Nick, Are you talking about a loopie, whoopie or splice? What configuration? And what is your source for this info? I have never seen a loss as low as 10-12% for a loopie or whoopie.


----------



## NickfromWI (Apr 13, 2004)

In Yales printed instructions for adjustable slings (whoopies)....

WARNING: Derate rope strength 12% when using adjustable splice.


Makes sense. Where the tail comes out, there is a drastic change happening in the rope. There is a big bump in the strands that are made to make the opening for the tail to come out of.

love
nick


----------



## TreeJunkie (Apr 18, 2004)

Does anyone have a set of directions for splicing loopies,,, i see yales woopie directions, but thats not what we are talking about here. What splicing tool do you guys usually use?


----------



## dbeck (Apr 18, 2004)

wire coat hangers work good...


----------



## John Paul Sanborn (Apr 18, 2004)

I do the coathanger too. I bend it onto an odd carabiner.

5/8 is a 28 inch bury for tenex.

2 fid lengths, a fid is 22*d 

22*(5/8)=13.75*2=27.5


1/2 inch is a 22 inch bury


----------



## TreeJunkie (Apr 18, 2004)

Jps do you use this formula for eye slings also?


----------



## John Paul Sanborn (Apr 18, 2004)

I do a brummel on Eye slings.

I have an I&I I use for my big saws, just girthitch it to the handle and place a carabiner onder it


----------



## TreeJunkie (Apr 18, 2004)

what is everyones preferance for rigging up in the tree, loopie or eye sling? 
Why does the fact that you are girth hitching a loopie not degrade the strength as much as say w/ webbing or reg rope? I've heard girth hitching can reduce strength up to 50%: why does this not apply to loopies?


----------



## Lumberjack (Apr 19, 2004)

I perfer a loopie.

A girth hitch that is over only one strand of the tail puts more load on it, thereby reducing strength. Sherrill's (and many others now) make the eye longer so the girth hitch rests on 2 peices of rope. 

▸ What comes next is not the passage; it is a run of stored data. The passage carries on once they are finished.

//! Arithmetic Logic Unit (ALU).
//!
//! This module implements the 32-bit integer ALU of the single-cycle datapath.
//! All results wrap modulo 2^32; no operation traps on overflow.
//!
//! Operations are organized into submodules by category:
//! - [`arithmetic`]: Add, Sub, Mul
//! - [`logic`]:      And, Or, Xor, Nor, Slt
//! - [`shifts`]:     Sll, Srl, Lui

/// Integer arithmetic operations (add, subtract, multiply).
pub mod arithmetic;

/// Bitwise logical and comparison operations (and, or, xor, nor, slt).
pub mod logic;

/// Shift operations (sll, srl, lui).
pub mod shifts;

use crate::core::signals::AluFunction;

/// Arithmetic Logic Unit (ALU) for integer operations.
#[derive(Debug)]
pub struct Alu;

impl Alu {
    /// Executes an ALU function.
    ///
    /// # Arguments
    ///
    /// * `func` - The ALU function resolved by ALU control
    /// * `a`    - First operand (`rs`, or `rt` for shifts)
    /// * `b`    - Second operand (`rt`, the immediate, or the shift amount)
    ///
    /// # Examples
    ///
    /// ```
    /// use mipsim_core::core::units::alu::Alu;
    /// use mipsim_core::core::signals::AluFunction;
    ///
    /// assert_eq!(Alu::execute(AluFunction::Add, 42, 8), 50);
    /// assert_eq!(Alu::execute(AluFunction::Add, 0xFFFF_FFFF, 1), 0);
    /// assert_eq!(Alu::execute(AluFunction::Sll, 0x1, 4), 0x10);
    /// assert_eq!(Alu::execute(AluFunction::Slt, -5_i32 as u32, 10), 1);
    /// assert_eq!(Alu::execute(AluFunction::Lui, 0, 0x1001), 0x1001_0000);
    /// ```
    pub const fn execute(func: AluFunction, a: u32, b: u32) -> u32 {
        match func {
            AluFunction::Add | AluFunction::Sub | AluFunction::Mul => {
                arithmetic::execute(func, a, b)
            }
            AluFunction::And
            | AluFunction::Or
            | AluFunction::Xor
            | AluFunction::Nor
            | AluFunction::Slt => logic::execute(func, a, b),
            AluFunction::Sll | AluFunction::Srl | AluFunction::Lui => shifts::execute(func, a, b),
        }
    }
}
//! Label binding and redefinition.

use mipsim_core::asm::encode::j_type;
use mipsim_core::asm::{SymbolTable, assemble};
use mipsim_core::isa::instruction::Operation;

#[test]
fn test_define_returns_previous_address() {
    let mut table = SymbolTable::new();
    assert_eq!(table.define("L", 4), None);
    assert_eq!(table.define("L", 12), Some(4));
    assert_eq!(table.resolve("L"), Some(12));
    assert_eq!(table.len(), 1);
}

#[test]
fn test_redefined_label_uses_later_address() {
    let program = assemble(&["L: syscall", "j L", "L: syscall"]);
    assert!(program.is_ok());
    assert_eq!(program.symbols.resolve("L"), Some(8));
    assert_eq!(program.instructions[1].word, Some(j_type(Operation::J, 8)));
}

#[test]
fn test_stacked_labels_share_address() {
    let program = assemble(&["syscall", "a:", "b: c: syscall"]);
    for name in ["a", "b", "c"] {
        assert_eq!(program.symbols.resolve(name), Some(4), "{name}");
    }
}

On a loopie the girth hitch passes over 2 peices, so there is some degradation in the strenght, but not as bad as an eye sling that ony goes over 1 peice of rope.


----------



## dbeck (Apr 19, 2004)

my understanding is an eye sling is one rope (obv.) while the loopie is two ropes because it is a continuous loop and doubles back on itself when girthed. When there are two lines in use, you have twice the strength. Remember to reduce ratings according to splice/knot on all lines!


----------



## TreeJunkie (Apr 22, 2004)

nick, How many feet do you recommend to start out w/ for making an average sized 5/8 loopie. I need to know how many feet to order.


----------



## John Paul Sanborn (Apr 22, 2004)

Figure out the Dia. of the wood you'll be working on most.

then find C from D. 

Double that figure for the length of rope.

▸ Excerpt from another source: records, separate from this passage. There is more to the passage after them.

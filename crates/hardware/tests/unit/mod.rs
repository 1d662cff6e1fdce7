//! # Unit Components
//!
//! Tests organized to mirror the crate's source modules.


/// Control signals, ALU, syscalls, and the execution engine.
pub mod core;

/// Decoder and disassembler.
pub mod isa;


/// Configuration parsing and defaults.
pub mod config;
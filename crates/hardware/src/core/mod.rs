//! Processor core.
//!
//! This module contains the single-cycle datapath: control-signal generation,
//! the ALU, the syscall service, and the engine that sequences them.

/// Main control and ALU control.
pub mod control;

/// Fetch-decode-execute engine.
pub mod engine;

/// Control signal definitions.
pub mod signals;

/// Syscall service.
pub mod syscall;

/// Execution units (ALU).
pub mod units;

pub use self::engine::{Engine, EngineState, HaltReason, Snapshot, StepEvent};
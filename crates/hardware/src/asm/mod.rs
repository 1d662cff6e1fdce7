//! Two-pass MIPS-32 assembler.
//!
//! This module turns source lines into a [`Program`]. It performs:
//! 1. **Pass 1:** Cleans each line, binds labels, switches sections, lays down
//!    the data image, and plans how many 4-byte slots each instruction needs
//!    (pseudo-instructions may take two).
//! 2. **Pass 2:** Encodes every planned instruction against the complete
//!    symbol table. Labels therefore always carry final, post-expansion addresses.
//!
//! Failures are collected per line in [`Program::diagnostics`]; a failing
//! instruction still reserves its planned slots so later addresses do not drift.

/// Assembler directives and the data image writer.
pub mod directives;
/// Instruction word packing.
pub mod encode;
/// Operand lexing and parsing.
pub mod operands;
/// Assembled program image.
pub mod program;
/// `li`, `la`, and label load/store expansion.
pub mod pseudo;
/// Label table.
pub mod symbols;

pub use self::encode::EncodedUnit;
pub use self::program::{InstructionRecord, Program};
pub use self::symbols::SymbolTable;

use crate::asm::directives::Directive;
use crate::asm::encode::encode;
use crate::asm::operands::{is_identifier, split_instruction};
use crate::common::constants::{TEXT_BASE, WORD_SIZE};
use crate::common::error::{AssemblyError, EncodingError};
use crate::config::MemoryConfig;
use crate::sim::loader::clean_line;

/// Assembles source lines with the default memory layout.
///
/// Lines may still contain `#` comments; they are cleaned here.
///
/// # Examples
///
/// ```
/// use mipsim_core::assemble;
///
/// let program = assemble(&["addi $t0, $zero, 5", "li $t1, 0x12345678"]);
/// assert!(program.is_ok());
/// assert_eq!(program.machine_words().count(), 3);
/// ```
pub fn assemble<S: AsRef<str>>(lines: &[S]) -> Program {
    assemble_with(lines, &MemoryConfig::default())
}

/// Assembles source lines, placing the data segment at `layout.data_base`.
pub fn assemble_with<S: AsRef<str>>(lines: &[S], layout: &MemoryConfig) -> Program {
    let mut asm = Assembler::new(layout.data_base);
    for (idx, raw) in lines.iter().enumerate() {
        asm.scan(idx + 1, raw.as_ref());
    }
    asm.finish()
}

#[derive(Clone, Copy, Debug, PartialEq, Eq)]
enum Section {
    Text,
    Data,
}

/// An instruction recorded in pass 1, waiting for encoding.
#[derive(Debug)]
struct Pending {
    line: usize,
    text: String,
    address: u32,
    slots: u32,
}

#[derive(Debug)]
struct Assembler {
    section: Section,
    pc: u32,
    data_cursor: u32,
    program: Program,
    pending: Vec<Pending>,
    /// Bare data-section labels waiting for the next data directive.
    data_labels: Vec<String>,
}

impl Assembler {
    fn new(data_base: u32) -> Self {
        Self {
            section: Section::Text,
            pc: TEXT_BASE,
            data_cursor: data_base,
            program: Program::default(),
            pending: Vec::new(),
            data_labels: Vec::new(),
        }
    }

    const fn here(&self) -> u32 {
        match self.section {
            Section::Text => self.pc,
            Section::Data => self.data_cursor,
        }
    }

    fn report(&mut self, line: usize, text: &str, source: EncodingError) {
        let err = AssemblyError {
            line,
            text: text.to_string(),
            source,
        };
        tracing::warn!(%err, "assembly diagnostic");
        self.program.diagnostics.push(err);
    }

    /// Binds `labels`, and any deferred data labels, to `addr`.
    fn bind(&mut self, labels: &[&str], addr: u32) {
        for label in std::mem::take(&mut self.data_labels) {
            let _ = self.program.symbols.define(&label, addr);
        }
        for label in labels {
            let _ = self.program.symbols.define(label, addr);
        }
    }

    /// Holds data-section labels until the next directive fixes their alignment.
    fn defer(&mut self, labels: &[&str]) {
        self.data_labels.extend(labels.iter().map(|l| (*l).to_string()));
    }

    /// Pass 1 over a single source line.
    fn scan(&mut self, line: usize, raw: &str) {
        let text = clean_line(raw);
        if text.is_empty() {
            return;
        }

        let mut rest = text.as_str();
        let mut labels = Vec::new();
        while let Some((label, tail)) = split_label(rest) {
            labels.push(label);
            rest = tail;
        }

        if rest.starts_with('.') {
            self.scan_directive(line, &text, rest, &labels);
            return;
        }

        if rest.is_empty() {
            if self.section == Section::Data {
                self.defer(&labels);
            } else {
                self.bind(&labels, self.here());
            }
            return;
        }
        self.bind(&labels, self.here());

        let (mnemonic, operands) = split_instruction(rest);
        if self.section == Section::Data {
            self.report(line, &text, EncodingError::WrongSection(mnemonic));
            return;
        }

        let slots = pseudo::planned_slots(&mnemonic, &operands);
        self.pending.push(Pending {
            line,
            text: rest.to_string(),
            address: self.pc,
            slots,
        });
        self.pc = self.pc.wrapping_add(slots * WORD_SIZE);
    }

    fn scan_directive(&mut self, line: usize, text: &str, rest: &str, labels: &[&str]) {
        let directive = match Directive::parse(rest) {
            Ok(d) => d,
            Err(e) => {
                self.bind(labels, self.here());
                self.report(line, text, e);
                return;
            }
        };

        match directive {
            Directive::Text if self.section == Section::Data => {
                self.bind(&[], self.data_cursor);
                self.section = Section::Text;
            }
            Directive::Global if self.section == Section::Data => {
                self.defer(labels);
                return;
            }
            Directive::Text => self.section = Section::Text,
            Directive::Data => self.section = Section::Data,
            _ => {}
        }

        if !directive.is_data() {
            self.bind(labels, self.here());
            return;
        }

        if self.section == Section::Text {
            self.bind(labels, self.here());
            let name = rest.split_whitespace().next().unwrap_or(rest).to_string();
            self.report(line, text, EncodingError::WrongSection(name));
            return;
        }

        self.bind(labels, directive.align(self.data_cursor));
        match directive.emit(&mut self.program.memory, self.data_cursor) {
            Ok(next) => self.data_cursor = next,
            Err(e) => self.report(line, text, e),
        }
    }

    /// Pass 2: encodes every pending instruction.
    fn finish(mut self) -> Program {
        let cursor = self.data_cursor;
        self.bind(&[], cursor);
        let pending = std::mem::take(&mut self.pending);
        for p in pending {
            let (mnemonic, operands) = split_instruction(&p.text);
            let unit = match encode(&mnemonic, &operands, p.address, &self.program.symbols) {
                Ok(unit) => unit,
                Err(e) => {
                    self.report(p.line, &p.text, e);
                    EncodedUnit::Invalid
                }
            };

            let words = unit.words();
            for i in 0..p.slots {
                self.program.instructions.push(InstructionRecord {
                    line: p.line,
                    text: p.text.clone(),
                    address: p.address.wrapping_add(i * WORD_SIZE),
                    word: words.get(i as usize).copied(),
                });
            }
        }
        self.program
    }
}

/// Splits a leading `label:` off a line.
///
/// A colon only introduces a label when everything before it is a valid
/// identifier, so `:` inside a string literal is left alone.
fn split_label(line: &str) -> Option<(&str, &str)> {
    let (head, tail) = line.split_once(':')?;
    let label = head.trim();
    is_identifier(label).then(|| (label, tail.trim()))
}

Then add several inches for the tail, terminal backsplices and waste. 

Add a couple more inches for the reduction of lenght with the burry.


----------



## Lumberjack (Apr 22, 2004)

I stayed up last night making loopies.

I only made 2 cause I got rather sleepy as I didnt start till 12. But I made one that is made with 3/8 for life support use. And another out off 1/2 for general rigging. 

Tonight I will make some more. What I figure is that you can make them as big as you want, but if you cinch them down you get a tail that becomes very long and impractical to deal with. I plan on making mostly 10'ers (so it will fit up to 3'), but also a couple smaller and maybe one or 2 bigger. Just think of the average sized wood you deal with and go from there.

I think I am with JPS, I use the weight of the block to help me sling it around the spar. I take the rope out of the block and tie it off to my saddle, swing it around, adjust, tie piece and cut.

I plan on keeping 1-2 3/8 whoopies in my ditty bag along with the Art RG and my other junk. That way my redirects can be very easily made, with a minimal amount of friction, or a second tie in without a problem.


Climbing frictionless is so much easier.


----------



## John Paul Sanborn (Apr 22, 2004)

> _Originally posted by Lumberjack _
> *
> I think I am with JPS, I use the weight of the block to help me sling it around the spar. I take the rope out of the block and tie it off to my saddle, swing it around, adjust, tie piece and cut.
> *



And if you keep the burry, or pass through portion in the hand swinging it around, it's all ready to set upwhen the block comes around. Less fiddling with it.

I don't know abouy using a loopie for TIP anchor, there are enough good FC designs out there that this seems like going backwards.


----------



## TreeJunkie (Apr 22, 2004)

> _Originally posted by John Paul Sanborn _
> *Figure out the Dia. of the wood you'll be working on most.
> 
> then find C from D.
> ...


What do you mean find c from d, You make it sound as if you have written directions. I didn't know there were any. 
What i want to make is probobally on for wood up to say up to 15'' diam, and one larger for up to 36". What length of tenex would you start w/ to aquire these two sizes?


----------



## John Paul Sanborn (Apr 22, 2004)

Take the diameter of the wood and multiply by Pi to get the *C*ircumferance.

Your rope should be more than 2 times the Circ. of the wood you normally work with to account for waise shrinkage and the ends that are outside of the loop.

The previous post is my method of guestimating the lenght of rope needed.


----------



## TreeJunkie (Apr 22, 2004)

Excellent thanks JP, that's what i needed to hear. I just ordered about 100 worth of tenex from SEAMAR. Got some in all diam. between 3/8 and 3/4. Hope i see it soon.


----------